Filter the data for "PublicIpResolver" and copy matching lines.

(Material supplied begins)

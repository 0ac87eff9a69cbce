// SPDX-License-Identifier: MIT

//! Cached public IPv4/IPv6 resolution (§4.D), used as default A/AAAA
//! content when a label doesn't supply one.

use std::net::IpAddr;
use std::time::Duration;

use tokio::sync::RwLock;

use crate::event_bus::{ErrorEvent, Event, EventBus};
use crate::metrics;

const DEFAULT_ENDPOINTS_V4: &[&str] = &["https://api.ipify.org", "https://ifconfig.me/ip"];
const DEFAULT_ENDPOINTS_V6: &[&str] = &["https://api6.ipify.org", "https://ifconfig.co/ip"];

/// Holds the last-known public IPv4/IPv6, refreshed on demand or on a
/// periodic timer. A failed refresh leaves the prior value in place and
/// emits at most one warning event per cycle.
pub struct PublicIpResolver {
    client: reqwest::Client,
    v4: RwLock<Option<IpAddr>>,
    v6: RwLock<Option<IpAddr>>,
    endpoints_v4: Vec<String>,
    endpoints_v6: Vec<String>,
    events: EventBus,
}

impl PublicIpResolver {
    pub fn new(client: reqwest::Client, events: EventBus) -> Self {
        Self {
            client,
            v4: RwLock::new(None),
            v6: RwLock::new(None),
            endpoints_v4: DEFAULT_ENDPOINTS_V4.iter().map(|s| s.to_string()).collect(),
            endpoints_v6: DEFAULT_ENDPOINTS_V6.iter().map(|s| s.to_string()).collect(),
            events,
        }
    }

    /// Seeds the resolver with operator-supplied static addresses
    /// (`PUBLIC_IP`/`PUBLIC_IPV6`), skipping the network probe entirely.
    pub async fn seed(&self, v4: Option<IpAddr>, v6: Option<IpAddr>) {
        if let Some(addr) = v4 {
            *self.v4.write().await = Some(addr);
        }
        if let Some(addr) = v6 {
            *self.v6.write().await = Some(addr);
        }
    }

    pub async fn ipv4(&self) -> Option<IpAddr> {
        *self.v4.read().await
    }

    pub async fn ipv6(&self) -> Option<IpAddr> {
        *self.v6.read().await
    }

    /// Refreshes both families. Probe failures are swallowed: the prior
    /// cached value (if any) is kept and a warning event is published.
    pub async fn refresh(&self) {
        let previous_v4 = *self.v4.read().await;
        match self.probe(&self.endpoints_v4).await {
            Some(addr) => {
                *self.v4.write().await = Some(addr);
                metrics::record_public_ip_refresh(if previous_v4 == Some(addr) { "unchanged" } else { "hit" });
            }
            None => {
                self.warn_probe_failed("IPv4");
                metrics::record_public_ip_refresh("miss");
            }
        }
        let previous_v6 = *self.v6.read().await;
        match self.probe(&self.endpoints_v6).await {
            Some(addr) => {
                *self.v6.write().await = Some(addr);
                metrics::record_public_ip_refresh(if previous_v6 == Some(addr) { "unchanged" } else { "hit" });
            }
            None => {
                self.warn_probe_failed("IPv6");
                metrics::record_public_ip_refresh("miss");
            }
        }
    }

    fn warn_probe_failed(&self, family: &'static str) {
        tracing::warn!(family, "public IP probe failed, keeping prior value");
        self.events.publish(Event::ErrorOccurred(ErrorEvent {
            reason: "NetworkFailed",
            message: format!("public {family} probe failed"),
            occurred_at: chrono::Utc::now(),
        }));
    }

    async fn probe(&self, endpoints: &[String]) -> Option<IpAddr> {
        for endpoint in endpoints {
            let result = self
                .client
                .get(endpoint)
                .timeout(Duration::from_secs(crate::constants::DEFAULT_HEALTH_CALL_TIMEOUT_SECS))
                .send()
                .await;
            let Ok(response) = result else { continue };
            let Ok(text) = response.text().await else { continue };
            if let Ok(addr) = text.trim().parse::<IpAddr>() {
                return Some(addr);
            }
        }
        None
    }
}
// SPDX-License-Identifier: MIT

//! Exponential backoff with jitter, used by provider implementations when a
//! backend signals rate limiting (§4.E).

use std::time::{Duration, Instant};

use rand::Rng;

/// Exponential backoff calculator with jitter.
///
/// Each call to [`ExponentialBackoff::next_backoff`] returns `None` once
/// `max_elapsed_time` has passed since construction, signalling callers to
/// give up and surface the failure for the next scheduled tick.
#[derive(Debug, Clone)]
pub struct ExponentialBackoff {
    current_interval: Duration,
    initial_interval: Duration,
    max_interval: Duration,
    max_elapsed_time: Option<Duration>,
    multiplier: f64,
    randomization_factor: f64,
    start_time: Instant,
}

impl ExponentialBackoff {
    pub fn new(
        initial_interval: Duration,
        max_interval: Duration,
        max_elapsed_time: Option<Duration>,
        multiplier: f64,
        randomization_factor: f64,
    ) -> Self {
        Self {
            current_interval: initial_interval,
            initial_interval,
            max_interval,
            max_elapsed_time,
            multiplier,
            randomization_factor,
            start_time: Instant::now(),
        }
    }

    /// Backoff tuned for DNS provider API calls: capped at 60s per §4.E.
    pub fn provider_backoff(max_interval: Duration) -> Self {
        Self::new(
            Duration::from_millis(200),
            max_interval,
            Some(Duration::from_secs(5 * 60)),
            2.0,
            0.1,
        )
    }

    pub fn reset(&mut self) {
        self.current_interval = self.initial_interval;
        self.start_time = Instant::now();
    }

    /// Returns the next wait duration, or `None` if `max_elapsed_time` has
    /// elapsed since this backoff was created.
    pub fn next_backoff(&mut self) -> Option<Duration> {
        if let Some(max_elapsed) = self.max_elapsed_time {
            if self.start_time.elapsed() >= max_elapsed {
                return None;
            }
        }

        let wait = self.apply_jitter(self.current_interval);

        let next_millis =
            (self.current_interval.as_millis() as f64 * self.multiplier) as u64;
        self.current_interval =
            Duration::from_millis(next_millis).min(self.max_interval);

        Some(wait)
    }

    fn apply_jitter(&self, interval: Duration) -> Duration {
        if self.randomization_factor <= 0.0 {
            return interval;
        }
        let delta = self.randomization_factor * interval.as_millis() as f64;
        let min = interval.as_millis() as f64 - delta;
        let max = interval.as_millis() as f64 + delta;
        let jittered = rand::rng().random_range(min..=max).max(0.0);
        Duration::from_millis(jittered as u64)
    }
}

/// True for HTTP status codes a provider client should retry.
pub fn is_retryable_http_status(status: reqwest::StatusCode) -> bool {
    matches!(
        status.as_u16(),
        429 | 500 | 502 | 503 | 504
    )
}
// SPDX-License-Identifier: MIT

//! Label keys consulted on discovered containers/services.
//!
//! Every key is relative to the configurable label prefix (default `dns.`,
//! see [`crate::constants::DEFAULT_LABEL_PREFIX`]); callers build the full
//! key via [`label_key`].

// ============================================================================
// Label Suffixes
// ============================================================================

/// Drop the hostname entirely when `true`.
pub const SKIP: &str = "skip";

/// Whether the engine may manage this hostname's record.
pub const MANAGE: &str = "manage";

/// Record type override (A, AAAA, CNAME, MX, TXT, SRV, CAA).
pub const TYPE: &str = "type";

/// Record content override.
pub const CONTENT: &str = "content";

/// TTL override, in seconds, or `1` for provider-auto.
pub const TTL: &str = "ttl";

/// Front-proxy flag, meaningful only to providers that support it.
pub const PROXIED: &str = "proxied";

/// MX/SRV priority.
pub const PRIORITY: &str = "priority";

/// SRV weight.
pub const WEIGHT: &str = "weight";

/// SRV port.
pub const PORT: &str = "port";

/// CAA flags.
pub const FLAGS: &str = "flags";

/// CAA tag.
pub const TAG: &str = "tag";

/// Target provider by name.
pub const PROVIDER: &str = "provider";

/// Target provider by id.
pub const PROVIDER_ID: &str = "provider.id";

/// Target providers, comma-separated, or `all`.
pub const PROVIDERS: &str = "providers";

/// Route this hostname through a named tunnel.
pub const TUNNEL: &str = "tunnel";

/// Explicit hostname override used by the container monitor in direct mode.
pub const HOST: &str = "host";

/// Builds the fully-qualified label key for a given prefix and suffix.
pub fn label_key(prefix: &str, suffix: &str) -> String {
    format!("{prefix}{suffix}")
}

(Material supplied ends)

Written solution>
pub struct PublicIpResolver {
impl PublicIpResolver {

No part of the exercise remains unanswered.